Tragically, an accident cut their lives short. Words can be hard to find when something like this occurs. As I am sure all in our community here do, I express my heartfelt sympathy to all involved, the families and the wider Bethlehem College community as Brian, Grace and Caitlin are remembered over the next few days.
Better stroke care for Bay of Plenty residents
Three hundred Bay of Plenty people suffer from a stroke each year so it is very good to see that a dedicated stroke unit opened this week at Tauranga Hospital.
Stroke is the third leading cause of death in this country and one of the biggest causes of disability in older New Zealanders. It is largely preventable, however on average 21 New Zealanders suffer from a stroke each day – two thirds of strokes occur in people over 65 and one third are fatal.
Stroke services in New Zealand were neglected for many years but this Government committed, as part of its election manifesto, to provide New Zealanders with better stroke services and have dedicated acute stroke units throughout the country.
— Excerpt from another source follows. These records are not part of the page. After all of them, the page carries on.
use std::error::Error;
use std::io::{self, Read};
use std::process;

use clap::{App, Arg, ArgGroup, ArgMatches};
use log::{debug, info};

use eight_puzzle_solver::config::{Format, Method};
use eight_puzzle_solver::data::Board;
use eight_puzzle_solver::puzzle::Puzzle;
use eight_puzzle_solver::solver::Outcome;
use eight_puzzle_solver::{LoadPuzzle, Solve};

fn main() {
    env_logger::init();

    let matches = App::new("eight-puzzle-solver")
        .version(env!("CARGO_PKG_VERSION"))
        .about("Solves the 8-puzzle from any initial board to any goal board")
        .arg(
            Arg::with_name("greedy")
                .short("g")
                .long("greedy")
                .help("order the frontier by heuristic only (default)"),
        )
        .arg(
            Arg::with_name("optimal")
                .short("o")
                .long("optimal")
                .help("order the frontier by moves + heuristic (A*) to find a shortest solution"),
        )
        .group(ArgGroup::with_name("method").args(&["greedy", "optimal"]))
        .arg(
            Arg::with_name("compact")
                .short("c")
                .long("compact")
                .help("print boards on a single line"),
        )
        .arg(
            Arg::with_name("stats")
                .short("s")
                .long("stats")
                .help("print search statistics"),
        )
        .arg(
            Arg::with_name("steps")
                .long("steps")
                .help("print the board after every move"),
        )
        .arg(
            Arg::with_name("status")
                .short("v")
                .long("status")
                .help("print progress while searching"),
        )
        .arg(
            Arg::with_name("file")
                .short("f")
                .long("file")
                .takes_value(true)
                .value_name("FILE")
                .conflicts_with_all(&["initial", "goal"])
                .help("read both boards from a file (- for stdin)"),
        )
        .arg(
            Arg::with_name("initial")
                .required_unless("file")
                .help("initial board, e.g. 123456780 or 1,2,3,4,5,6,7,8,0 (0 is the blank)"),
        )
        .arg(
            Arg::with_name("goal")
                .required_unless("file")
                .help("goal board in the same format"),
        )
        .get_matches();

    let method = if matches.is_present("optimal") {
        Method::AStar
    } else {
        Method::Greedy
    };
    let format = if matches.is_present("compact") {
        Format::Compact
    } else {
        Format::Grid
    };

    let puzzle = load_puzzle(&matches).unwrap_or_else(|err| {
        eprintln!("Failed to load puzzle: {}", err);
        process::exit(1);
    });
    debug!("Loaded puzzle {:?}", puzzle);
    if !puzzle.is_solvable() {
        info!("Boards have different parity, the search will visit all reachable boards");
    }

    println!("Initial state:\n{}", puzzle.initial.format(format));
    println!("Goal state:\n{}", puzzle.goal.format(format));
    println!("Solving using {}...", method);

    let solver_ok = puzzle.solve(method, matches.is_present("status"));
    if matches.is_present("stats") {
        println!("{}", solver_ok.stats);
    }

    match solver_ok.outcome {
        Outcome::Solved {
            ref moves,
            ref final_board,
        } => {
            println!("Found solution:");
            println!("{}", moves);
            println!("Moves: {}", moves.move_cnt());
            if matches.is_present("steps") {
                print!("{}", puzzle.solution(moves, format));
            } else {
                println!("Final state:\n{}", final_board.format(format));
            }
        }
        Outcome::NoSolution => println!("No solution"),
    }
}

fn load_puzzle(matches: &ArgMatches<'_>) -> Result<Puzzle, Box<dyn Error>> {
    match matches.value_of("file") {
        Some("-") => {
            let mut text = String::new();
            io::stdin().read_to_string(&mut text)?;
            return Ok(text.parse::<Puzzle>()?);
        }
        Some(path) => return path.load_puzzle(),
        None => {}
    }
    let initial: Board = matches.value_of("initial").unwrap_or_default().parse()?;
    let goal: Board = matches.value_of("goal").unwrap_or_default().parse()?;
    Ok(Puzzle::new(initial, goal))
}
Research shows a dedicated stroke unit prevents many people from having a more severe stroke and significantly improves a patient’s recovery after a stroke. This unit will be led by a professor who specialises in stroke care and has been recruited by the district health board from Britain.
Back to Parliament
While many of us have been back working for a while, Parliament starts again next week when there will be the election of a new speaker.
I’m looking forward to another busy year as the National-led Government focuses on priorities of a stronger economy and more jobs, better frontline health and education services, a safer New Zealand, and rebuilding Christchurch.
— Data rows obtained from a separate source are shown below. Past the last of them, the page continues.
use std::fmt::{self, Debug, Display, Formatter};
use std::iter::FromIterator;

use crate::data::{Board, CELLS, SIZE};

/// Direction the blank moves.
#[derive(Clone, Copy, PartialEq, Eq, Hash)]
pub enum Move {
    Up,
    Down,
    Left,
    Right,
}

/// The order in which neighbors are generated.
pub const MOVES: [Move; 4] = [Move::Up, Move::Down, Move::Left, Move::Right];

impl Move {
    pub fn offset(self) -> isize {
        match self {
            Move::Up => -(SIZE as isize),
            Move::Down => SIZE as isize,
            Move::Left => -1,
            Move::Right => 1,
        }
    }

    pub fn inverse(self) -> Move {
        match self {
            Move::Up => Move::Down,
            Move::Down => Move::Up,
            Move::Left => Move::Right,
            Move::Right => Move::Left,
        }
    }

    /// Where the blank at `blank` ends up, `None` if the move is illegal.
    pub fn target(self, blank: usize) -> Option<usize> {
        let c = blank % SIZE;
        match self {
            Move::Left if c == 0 => return None,
            Move::Right if c == SIZE - 1 => return None,
            _ => {}
        }
        // up and down can't wrap around so the range check is enough for them
        let target = blank as isize + self.offset();
        if target < 0 || target >= CELLS as isize {
            None
        } else {
            Some(target as usize)
        }
    }
}

impl Display for Move {
    fn fmt(&self, f: &mut Formatter<'_>) -> fmt::Result {
        match *self {
            Move::Up => write!(f, "Up"),
            Move::Down => write!(f, "Down"),
            Move::Left => write!(f, "Left"),
            Move::Right => write!(f, "Right"),
        }
    }
}

impl Debug for Move {
    fn fmt(&self, f: &mut Formatter<'_>) -> fmt::Result {
        write!(f, "{}", self)
    }
}

#[derive(Clone, Default, PartialEq, Eq, Hash)]
pub struct Moves(Vec<Move>);

impl Moves {
    pub fn new(moves: Vec<Move>) -> Self {
        Moves(moves)
    }

    pub fn move_cnt(&self) -> usize {
        self.0.len()
    }

    pub fn is_empty(&self) -> bool {
        self.0.is_empty()
    }

    pub(crate) fn add(&mut self, mov: Move) {
        self.0.push(mov);
    }

    pub(crate) fn reverse(&mut self) {
        self.0.reverse();
    }

    pub fn iter(&self) -> ::std::slice::Iter<'_, Move> {
        self.0.iter()
    }

    /// Applies all moves in order, `None` as soon as one of them is illegal.
    pub fn replay(&self, board: Board) -> Option<Board> {
        self.iter().try_fold(board, |board, &mov| board.apply(mov))
    }
}

impl FromIterator<Move> for Moves {
    fn from_iter<I: IntoIterator<Item = Move>>(iter: I) -> Self {
        Moves(iter.into_iter().collect())
    }
}

impl IntoIterator for Moves {
    type Item = Move;
    type IntoIter = ::std::vec::IntoIter<Move>;

    fn into_iter(self) -> Self::IntoIter {
        self.0.into_iter()
    }
}

impl<'a> IntoIterator for &'a Moves {
    type Item = &'a Move;
    type IntoIter = ::std::slice::Iter<'a, Move>;

    fn into_iter(self) -> Self::IntoIter {
        self.0.iter()
    }
}

impl Display for Moves {
    fn fmt(&self, f: &mut Formatter<'_>) -> fmt::Result {
        for (i, mov) in self.iter().enumerate() {
            if i > 0 {
                write!(f, " ")?;
            }
            write!(f, "{}", mov)?;
        }
        Ok(())
    }
}

impl Debug for Moves {
    fn fmt(&self, f: &mut Formatter<'_>) -> fmt::Result {
        write!(f, "{}", self)
    }
}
The Government is on target to get back to surplus in 2014/15. This will mean we can start repaying debt, reducing New Zealand’s vulnerability to overseas lenders, and building a buffer against future shocks.
We’re pushing ahead with wide-ranging reforms to create a more productive and competitive economy. This includes boosting science and innovation, making it easier to do business, and pursuing an ambitious trade agenda.
New Zealand is looking at economic growth of about 2.5 per cent over each of the next five years, together with increasing numbers of Kiwis in jobs, and a falling unemployment rate.
National is delivering high-quality, modern public services in health, education, and law and order for families. We’ll continue to modernise the way public services are delivered, and find savings to put into the frontline. That means more elective operations and less waiting in our hospitals, more opportunities for children in our schools, and better policing on our streets.
The Christchurch reconstruction continues to gather pace, and this will help underpin economic growth and jobs over the next few years.